Background: The purpose of the current study was to determine whether smoking during chemotherapy or chemoradiation therapy for nonsmall cell lung cancer (NSCLC) affects treatment outcome.
Methods: The authors reviewed the medical records of patients with NSCLC (AJCC Stage III or IV) who were treated with frontline chemotherapy or chemoradiation therapy at the University of Texas M. D. Anderson Cancer Center between January 1993 and December 2002. Treatment type, response, progression-free survival, and overall survival (OS) were correlated with patient demographic characteristics, clinical features, and smoking habits at the time of diagnosis and during therapy.

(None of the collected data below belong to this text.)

//! Keyboard handling: dialogs first, then global chords, then the focused
//! pane.

use crossterm::event::{KeyCode, KeyEvent, KeyModifiers};

use crate::kernel::{Action, Command};
use crate::models::NodeKind;

use super::{Focus, PromptKind, Workbench};

#[derive(Debug, Clone, Copy, PartialEq, Eq)]
pub enum LoopControl {
    Continue,
    Quit,
}

impl Workbench {
    pub fn handle_key(&mut self, key: KeyEvent) -> LoopControl {
        let handled = self.handle_confirm_dialog(key)
            || self.handle_prompt(key)
            || self.handle_find_prompt(key)
            || self.handle_global_chord(key);

        if !handled {
            match self.focus {
                Focus::Explorer => self.handle_explorer_key(key),
                Focus::Editor => self.handle_editor_key(key),
                Focus::Terminal => self.handle_terminal_key(key),
            }
        }

        if self.should_quit() {
            LoopControl::Quit
        } else {
            LoopControl::Continue
        }
    }

    fn handle_global_chord(&mut self, key: KeyEvent) -> bool {
        if !key.modifiers.contains(KeyModifiers::CONTROL) {
            // Tab cycles focus across visible panes
            if key.code == KeyCode::Tab {
                self.focus = match self.focus {
                    Focus::Explorer => Focus::Editor,
                    Focus::Editor => {
                        if self.store.state().ui.terminal_visible {
                            Focus::Terminal
                        } else {
                            Focus::Explorer
                        }
                    }
                    Focus::Terminal => Focus::Explorer,
                };
                return true;
            }
            return false;
        }

        let command = match key.code {
            KeyCode::Char('q') => Some(Command::Quit),
            KeyCode::Char('s') => Some(Command::Save),
            KeyCode::Char('e') => Some(Command::ExportProject),
            KeyCode::Char('b') => Some(Command::ToggleSidebar),
            KeyCode::Char('j') => Some(Command::ToggleTerminal),
            KeyCode::Char('f') => Some(Command::Find),
            KeyCode::Char('n') => Some(Command::NewFile),
            KeyCode::Char('r') => Some(Command::RefreshPreview),
            KeyCode::Char('l') => Some(Command::FormatDocument),
            KeyCode::Left => Some(Command::PrevTab),
            KeyCode::Right => Some(Command::NextTab),
            _ => None,
        };

        let Some(command) = command else {
            return false;
        };
        self.dispatch(Action::RunCommand(command));
        if command == Command::ToggleTerminal && self.store.state().ui.terminal_visible {
            self.focus = Focus::Terminal;
        }
        true
    }

    fn handle_confirm_dialog(&mut self, key: KeyEvent) -> bool {
        if !self.store.state().ui.confirm_dialog.visible {
            return false;
        }
        match key.code {
            KeyCode::Char('y') | KeyCode::Enter => {
                self.dispatch(Action::ConfirmClose { accept: true });
            }
            KeyCode::Char('n') | KeyCode::Esc => {
                self.dispatch(Action::ConfirmClose { accept: false });
            }
            _ => {}
        }
        true
    }

    fn handle_prompt(&mut self, key: KeyEvent) -> bool {
        if !self.prompt.visible() {
            return false;
        }
        match key.code {
            KeyCode::Esc => self.prompt.reset(),
            KeyCode::Enter => self.submit_prompt(),
            KeyCode::Backspace => {
                self.prompt.value.pop();
            }
            KeyCode::Char(ch) => self.prompt.value.push(ch),
            _ => {}
        }
        true
    }

    fn handle_find_prompt(&mut self, key: KeyEvent) -> bool {
        let Some(prompt) = &mut self.editor.find_prompt else {
            return false;
        };
        match key.code {
            KeyCode::Esc => {
                self.editor.find_prompt = None;
            }
            KeyCode::Enter => {
                let query = prompt.clone();
                self.editor.find_prompt = None;
                if self.editor.jump_to(&query) {
                    let cursor = self.editor.cursor_position();
                    self.dispatch(Action::CursorMoved(cursor));
                }
            }
            KeyCode::Backspace => {
                prompt.pop();
            }
            KeyCode::Char(ch) => prompt.push(ch),
            _ => {}
        }
        true
    }

    fn handle_explorer_key(&mut self, key: KeyEvent) {
        match key.code {
            KeyCode::Up => {
                self.dispatch(Action::ExplorerMoveSelection { delta: -1 });
            }
            KeyCode::Down => {
                self.dispatch(Action::ExplorerMoveSelection { delta: 1 });
            }
            KeyCode::PageUp => {
                self.dispatch(Action::ExplorerScroll { delta: -10 });
            }
            KeyCode::PageDown => {
                self.dispatch(Action::ExplorerScroll { delta: 10 });
            }
            KeyCode::Enter => {
                self.dispatch(Action::ExplorerActivate);
            }
            KeyCode::Char('n') => self.open_create_prompt(PromptKind::NewFile),
            KeyCode::Char('N') => self.open_create_prompt(PromptKind::NewFolder),
            KeyCode::Char('r') => self.open_rename_prompt(),
            KeyCode::Char('d') => {
                if let Some(row) = self.store.state().explorer.selected_row() {
                    let path = row.path.clone();
                    self.dispatch(Action::DeletePath(path));
                }
            }
            _ => {}
        }
    }

    fn handle_editor_key(&mut self, key: KeyEvent) {
        match key.code {
            KeyCode::Up => self.editor.move_cursor(-1, 0),
            KeyCode::Down => self.editor.move_cursor(1, 0),
            KeyCode::Left => self.editor.move_cursor(0, -1),
            KeyCode::Right => self.editor.move_cursor(0, 1),
            KeyCode::Enter => {
                self.editor.insert_newline();
                self.sync_editor_text();
                return;
            }
            KeyCode::Backspace => {
                self.editor.backspace();
                self.sync_editor_text();
                return;
            }
            KeyCode::Char(ch) => {
                self.editor.insert_char(ch);
                self.sync_editor_text();
                return;
            }
            _ => return,
        }
        let cursor = self.editor.cursor_position();
        self.dispatch(Action::CursorMoved(cursor));
    }

    fn handle_terminal_key(&mut self, key: KeyEvent) {
        match key.code {
            KeyCode::Enter => {
                let line = std::mem::take(&mut self.terminal_input);
                self.dispatch(Action::TerminalInput(line));
            }
            KeyCode::Backspace => {
                self.terminal_input.pop();
            }
            KeyCode::Char(ch) => self.terminal_input.push(ch),
            _ => {}
        }
    }

    fn open_create_prompt(&mut self, kind: PromptKind) {
        let parent = match self.store.state().explorer.selected_row() {
            Some(row) if row.is_folder => row.path.clone(),
            Some(row) => match row.path.rfind('/') {
                Some(idx) => row.path[..idx].to_string(),
                None => String::new(),
            },
            None => String::new(),
        };
        self.prompt.reset();
        self.prompt.kind = Some(kind);
        self.prompt.title = match kind {
            PromptKind::NewFile => "New file",
            PromptKind::NewFolder => "New folder",
            PromptKind::Rename => "Rename",
        };
        self.prompt.target = parent;
    }

    fn open_rename_prompt(&mut self) {
        let Some(row) = self.store.state().explorer.selected_row() else {
            return;
        };
        let (path, name) = (row.path.clone(), row.name.to_string());
        self.prompt.reset();
        self.prompt.kind = Some(PromptKind::Rename);
        self.prompt.title = "Rename";
        self.prompt.value = name;
        self.prompt.target = path;
    }

    fn submit_prompt(&mut self) {
        let Some(kind) = self.prompt.kind else {
            return;
        };
        if self.prompt.value.trim().is_empty() {
            self.prompt.error = Some("Name cannot be empty".to_string());
            return;
        }
        let name = self.prompt.value.trim().to_string();
        let target = std::mem::take(&mut self.prompt.target);
        self.prompt.reset();

        match kind {
            PromptKind::NewFile => {
                self.dispatch(Action::CreateNode {
                    parent_path: target,
                    name,
                    kind: NodeKind::File,
                });
            }
            PromptKind::NewFolder => {
                self.dispatch(Action::CreateNode {
                    parent_path: target,
                    name,
                    kind: NodeKind::Folder,
                });
            }
            PromptKind::Rename => {
                self.dispatch(Action::RenamePath {
                    path: target,
                    new_name: name,
                });
            }
        }
    }
}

Results: Of 1370 patients who were eligible for analysis, 497 received chemoradiation therapy and 873 received chemotherapy. In the chemoradiation group, 6% of patients were never-smokers, 45% were former smokers, and 49% were current smokers. Multivariate analysis demonstrated no prognostic effect of smoking status on treatment response or OS rates in the chemoradiation therapy group. In the chemotherapy group, 16% of patients were never-smokers, 42% were former smokers, and 42% were current smokers; 20% of patients continued to smoke during therapy. Never-smokers had higher response rates (19% vs. 8% vs. 12%; P=.004) and lower rates of progressive disease (49% vs. 65% vs. 66%; P=.002) than former and current smokers, respectively. The OS rates were found to be higher among never-smokers (P<0001), women (P=.002), and those with a better Eastern Cooperative Oncology Group (ECOG) performance status (P<.0001). The multivariate Cox model indicated that with adjustment for age, gender, stage of disease, and ECOG performance status, the hazard ratio was 1.47 for former smokers (P=.003) and 1.55 for current smokers (P=.0004). Active smoking during therapy did not appear to impact outcome.
Conclusions: Never-smokers were found to have an improved outcome over smokers when treated with chemotherapy.